Local News

Nearly 1,000 positions cut from state corrections

Posted August 19, 2009 6:22 p.m. EDT
Updated August 20, 2009 12:54 p.m. EDT

— The North Carolina Department of Correction will eliminate 972 positions and close seven of the state's 79 prisons, leaving other facilities to absorb hundreds of inmates, because of state funding.

"That's a net loss of about 500 positions for us and a big effect in the counties where those seven prisons are," DOC spokesman Keith Acree said.



The General Assembly actually increased the department's $1.3 billion annual budget by $10.8 million, Acree said, by improving funding to areas that have been traditionally underfunded.
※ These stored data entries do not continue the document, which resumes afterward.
//! Pipeline configuration (spec §6).
//!
//! A plain value struct threaded explicitly through the driver and its
//! components; there is no global or lazily-initialized config state, and
//! nothing here is persisted between runs, so it carries no (de)serialization.

use std::path::PathBuf;

use crate::consts::{
    DEFAULT_FREQ_REMOVAL_WAVELET, DEFAULT_SHEAR_THRESHOLD, DEFAULT_STAR_THRESHOLD_PERCENT,
};
use crate::flatten::FlattenStrategy;

/// Knobs for one run of the stacking pipeline, populated directly from CLI flags.
#[derive(Debug, Clone)]
pub struct PipelineConfig {
    /// Skip star detection and ICP registration entirely; frames are summed
    /// into the stack at their native alignment (spec §6 `--noreg`).
    pub noreg: bool,
    /// Output sampling density relative to the reference frame; 1.0 keeps
    /// the reference's native resolution.
    pub subsample: f64,
    /// Frames whose ICP solution has `|shear()|` above this are rejected.
    pub shear_threshold: f64,
    /// Percentile kept by [`crate::flatten::threshold_percentile`] ahead of
    /// star detection.
    pub star_threshold_percent: f64,
    /// Strategy-specific low-frequency suppression depth, forwarded to
    /// [`crate::flatten::suppress_low_frequency`].
    pub freq_removal: u32,
    pub flatten_strategy: FlattenStrategy,
    /// When set, diagnostic intermediates are written under this directory.
    pub dump_dir: Option<PathBuf>,
    pub dump_flat: bool,
    pub dump_stars: bool,
}

impl Default for PipelineConfig {
    fn default() -> Self {
        PipelineConfig {
            noreg: false,
            subsample: 1.0,
            shear_threshold: DEFAULT_SHEAR_THRESHOLD,
            star_threshold_percent: DEFAULT_STAR_THRESHOLD_PERCENT,
            freq_removal: DEFAULT_FREQ_REMOVAL_WAVELET,
            flatten_strategy: FlattenStrategy::Wavelet,
            dump_dir: None,
            dump_flat: false,
            dump_stars: false,
        }
    }
}

#[cfg(test)]
mod tests {
    use super::*;

    #[test]
    fn defaults_match_spec_constants() {
        let config = PipelineConfig::default();
        assert!(!config.noreg);
        assert_eq!(config.subsample, 1.0);
        assert_eq!(config.flatten_strategy, FlattenStrategy::Wavelet);
    }
}
use ndarray::Array2;

/// A dense 2-D array of calibrated intensity values.
///
/// Thin wrapper over `ndarray::Array2<f64>`; row/column views come for free
/// from `ndarray` (`.row(i)`, `.column(i)`). Negative values are legal
/// intermediate results (e.g. after background subtraction), so no
/// non-negativity invariant is enforced here.
pub type Image = Array2<f64>;

/// Shape as `(rows, cols)`.
pub fn shape(image: &Image) -> (usize, usize) {
    image.dim()
}

/// Minimum and maximum pixel value. Panics if the image is empty.
pub fn min_max(image: &Image) -> (f64, f64) {
    let mut min = f64::INFINITY;
    let mut max = f64::NEG_INFINITY;
    for &v in image.iter() {
        if v < min {
            min = v;
        }
        if v > max {
            max = v;
        }
    }
    (min, max)
}

/// The 4th order statistic (median) of exactly 8 values, via `select_nth_unstable_by`.
/// Ties are broken by insertion order, which does not affect correctness since
/// equal-valued neighbours yield equal candidates (spec §4.1).
pub fn median_of_8(values: &mut [f64; 8]) -> f64 {
    values.select_nth_unstable_by(4, |a, b| a.partial_cmp(b).unwrap());
    values[4]
}

/// Next power of two `>= n`, with a floor of 1.
pub fn next_power_of_two(n: usize) -> usize {
    n.max(1).next_power_of_two()
}

/// Median of all pixel values. Used to pad images for the wavelet flattener.
pub fn median_all(image: &Image) -> f64 {
    let mut values: Vec<f64> = image.iter().copied().collect();
    let mid = values.len() / 2;
    values.select_nth_unstable_by(mid, |a, b| a.partial_cmp(b).unwrap());
    values[mid]
}

#[cfg(test)]
mod tests {
    use super::*;

    #[test]
    fn median_of_8_is_order_independent() {
        let mut a = [8.0, 1.0, 6.0, 2.0, 5.0, 3.0, 7.0, 4.0];
        assert_eq!(median_of_8(&mut a), 5.0);
    }

    #[test]
    fn min_max_basic() {
        let img = Image::from_shape_vec((2, 2), vec![1.0, -3.0, 9.0, 0.0]).unwrap();
        assert_eq!(min_max(&img), (-3.0, 9.0));
    }

    #[test]
    fn next_power_of_two_basic() {
        assert_eq!(next_power_of_two(1), 1);
        assert_eq!(next_power_of_two(5), 8);
        assert_eq!(next_power_of_two(8), 8);
    }
}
That includes ongoing expenses, such as inmate medical costs, utilities and overtime pay.

The prison closures affect nearly 950 inmates and begin Sept. 1, with Wilmington Residential Facility for Women, Acree said. Correctional centers in Cleveland, Gates, Granville, Guilford and Union counties will close by Dec. 1.  McCain Correctional Hospital in Hoke County will close April 1.
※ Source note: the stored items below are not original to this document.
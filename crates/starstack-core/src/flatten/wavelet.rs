//! Daubechies-4 wavelet low-frequency suppression.
//!
//! The image is padded to a square power-of-two size (new cells filled with
//! the image median so the padding doesn't itself look like a bright edge),
//! decomposed `freq_removal` levels deep with a separable row-then-column
//! transform, the coarsest LL subband zeroed, and the transform inverted.
//! The result is cropped back to the original shape.

use ndarray::{s, Array2};

use crate::consts::DAUBECHIES4_TAPS;
use crate::image::{median_all, next_power_of_two, Image};

/// Spec §4.2: full decomposition recurses down to length 2; a level is only
/// taken if the next extent would still be at least this long.
const LEVEL_FLOOR: usize = 2;

/// Zero the coarsest `freq_removal`-level LL subband and invert.
/// `freq_removal` of 0 leaves the image unchanged.
pub fn suppress_low_frequency(image: &Image, freq_removal: u32) -> Image {
    let (rows, cols) = image.dim();
    if freq_removal == 0 || rows == 0 || cols == 0 {
        return image.clone();
    }

    let size = next_power_of_two(rows.max(cols));
    let fill = median_all(image);
    let mut padded = Array2::from_elem((size, size), fill);
    padded.slice_mut(s![0..rows, 0..cols]).assign(image);

    let mut levels = 0usize;
    let mut extent = size;
    while levels < freq_removal as usize && extent / 2 >= LEVEL_FLOOR {
        decompose_2d(&mut padded, extent);
        extent /= 2;
        levels += 1;
    }

    padded.slice_mut(s![0..extent, 0..extent]).fill(0.0);

    for _ in 0..levels {
        extent *= 2;
        reconstruct_2d(&mut padded, extent);
    }

    padded.slice(s![0..rows, 0..cols]).to_owned()
}

fn analysis_filters() -> ([f64; 4], [f64; 4]) {
    // Normalize to unit energy (sum sqrt(2)) so the filter bank is orthogonal
    // and the reconstruction below is an exact transpose of decomposition.
    let scale = 1.0 / std::f64::consts::SQRT_2;
    let h = DAUBECHIES4_TAPS.map(|t| t * scale);
    let g = [h[3], -h[2], h[1], -h[0]];
    (h, g)
}

fn forward_1d(x: &[f64], out: &mut [f64]) {
    let n = x.len();
    let half = n / 2;
    let (h, g) = analysis_filters();
    for i in 0..half {
        let i0 = 2 * i;
        let i1 = (2 * i + 1) % n;
        let i2 = (2 * i + 2) % n;
        let i3 = (2 * i + 3) % n;
        out[i] = h[0] * x[i0] + h[1] * x[i1] + h[2] * x[i2] + h[3] * x[i3];
        out[half + i] = g[0] * x[i0] + g[1] * x[i1] + g[2] * x[i2] + g[3] * x[i3];
    }
}

fn inverse_1d(coeffs: &[f64], out: &mut [f64]) {
    let n = coeffs.len();
    let half = n / 2;
    let (h, g) = analysis_filters();
    out.iter_mut().for_each(|v| *v = 0.0);
    for i in 0..half {
        let low = coeffs[i];
        let high = coeffs[half + i];
        let i0 = 2 * i;
        let i1 = (2 * i + 1) % n;
        let i2 = (2 * i + 2) % n;
        let i3 = (2 * i + 3) % n;
        out[i0] += h[0] * low + g[0] * high;
        out[i1] += h[1] * low + g[1] * high;
        out[i2] += h[2] * low + g[2] * high;
        out[i3] += h[3] * low + g[3] * high;
    }
}

/// One level of separable forward transform over the top-left `extent x extent`
/// block of `image`, in place.
fn decompose_2d(image: &mut Array2<f64>, extent: usize) {
    let mut row_buf = vec![0.0f64; extent];
    let mut scratch = vec![0.0f64; extent];
    for r in 0..extent {
        for c in 0..extent {
            row_buf[c] = image[[r, c]];
        }
        forward_1d(&row_buf, &mut scratch);
        for c in 0..extent {
            image[[r, c]] = scratch[c];
        }
    }
    let mut col_buf = vec![0.0f64; extent];
    for c in 0..extent {
        for r in 0..extent {
            col_buf[r] = image[[r, c]];
        }
        forward_1d(&col_buf, &mut scratch);
        for r in 0..extent {
            image[[r, c]] = scratch[r];
        }
    }
}

/// Inverse of [`decompose_2d`] for the same `extent`, applied columns-then-rows
/// (reverse order of the forward pass).
fn reconstruct_2d(image: &mut Array2<f64>, extent: usize) {
    let mut col_buf = vec![0.0f64; extent];
    let mut scratch = vec![0.0f64; extent];
    for c in 0..extent {
        for r in 0..extent {
            col_buf[r] = image[[r, c]];
        }
        inverse_1d(&col_buf, &mut scratch);
        for r in 0..extent {
            image[[r, c]] = scratch[r];
        }
    }
    let mut row_buf = vec![0.0f64; extent];
    for r in 0..extent {
        for c in 0..extent {
            row_buf[c] = image[[r, c]];
        }
        inverse_1d(&row_buf, &mut scratch);
        for c in 0..extent {
            image[[r, c]] = scratch[c];
        }
    }
}

#[cfg(test)]
mod tests {
    use super::*;
    use ndarray::Array2;

    #[test]
    fn round_trip_without_zeroing_preserves_image() {
        let image = Array2::from_shape_fn((16, 16), |(r, c)| (r as f64 * 1.3 + c as f64 * 0.7).sin() * 50.0 + 100.0);
        let mut padded = image.clone();
        decompose_2d(&mut padded, 16);
        reconstruct_2d(&mut padded, 16);
        for (a, b) in image.iter().zip(padded.iter()) {
            assert!((a - b).abs() < 1e-6, "round trip mismatch: {a} vs {b}");
        }
    }

    #[test]
    fn zero_removal_is_identity() {
        let image = Array2::from_shape_fn((16, 16), |(r, c)| (r * 16 + c) as f64);
        let out = suppress_low_frequency(&image, 0);
        assert_eq!(out, image);
    }

    #[test]
    fn flattens_constant_background() {
        let image = Array2::from_elem((32, 32), 250.0);
        let out = suppress_low_frequency(&image, 3);
        for &v in out.iter() {
            assert!(v.abs() < 1e-6, "expected near-zero residual, got {v}");
        }
    }
}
Acree said they are still working to determine where the prisoners would be relocated.

Also unclear is how many positions in each of the DOC's divisions will be cut.  Officials still have to determine where 100 positions will be eliminated. The majority, Acree said, will come from the Division of Prisons.

The Department of Correction is also merging 14 judicial districts, bringing the number from 45 to 31, which means some top probation managers will lose jobs.

"It's something we've looked at for the last couple of months and are looking at it to try and carry out what the Legislature has instructed us to do," said Tim Moose, director of the state Division of Community Corrections, which oversees the parole-probation system.

DOC officials said the impact on public safety will be minimal. The department is actually adding 18 chief probation officers.

"We think it is going to be OK," Acree said. "It doesn't reduce the number of officers on the street supervising offenders. It just reduces the number of people in the management structure."

The DOC is one of the state's top employers with approximately 20,000 employees.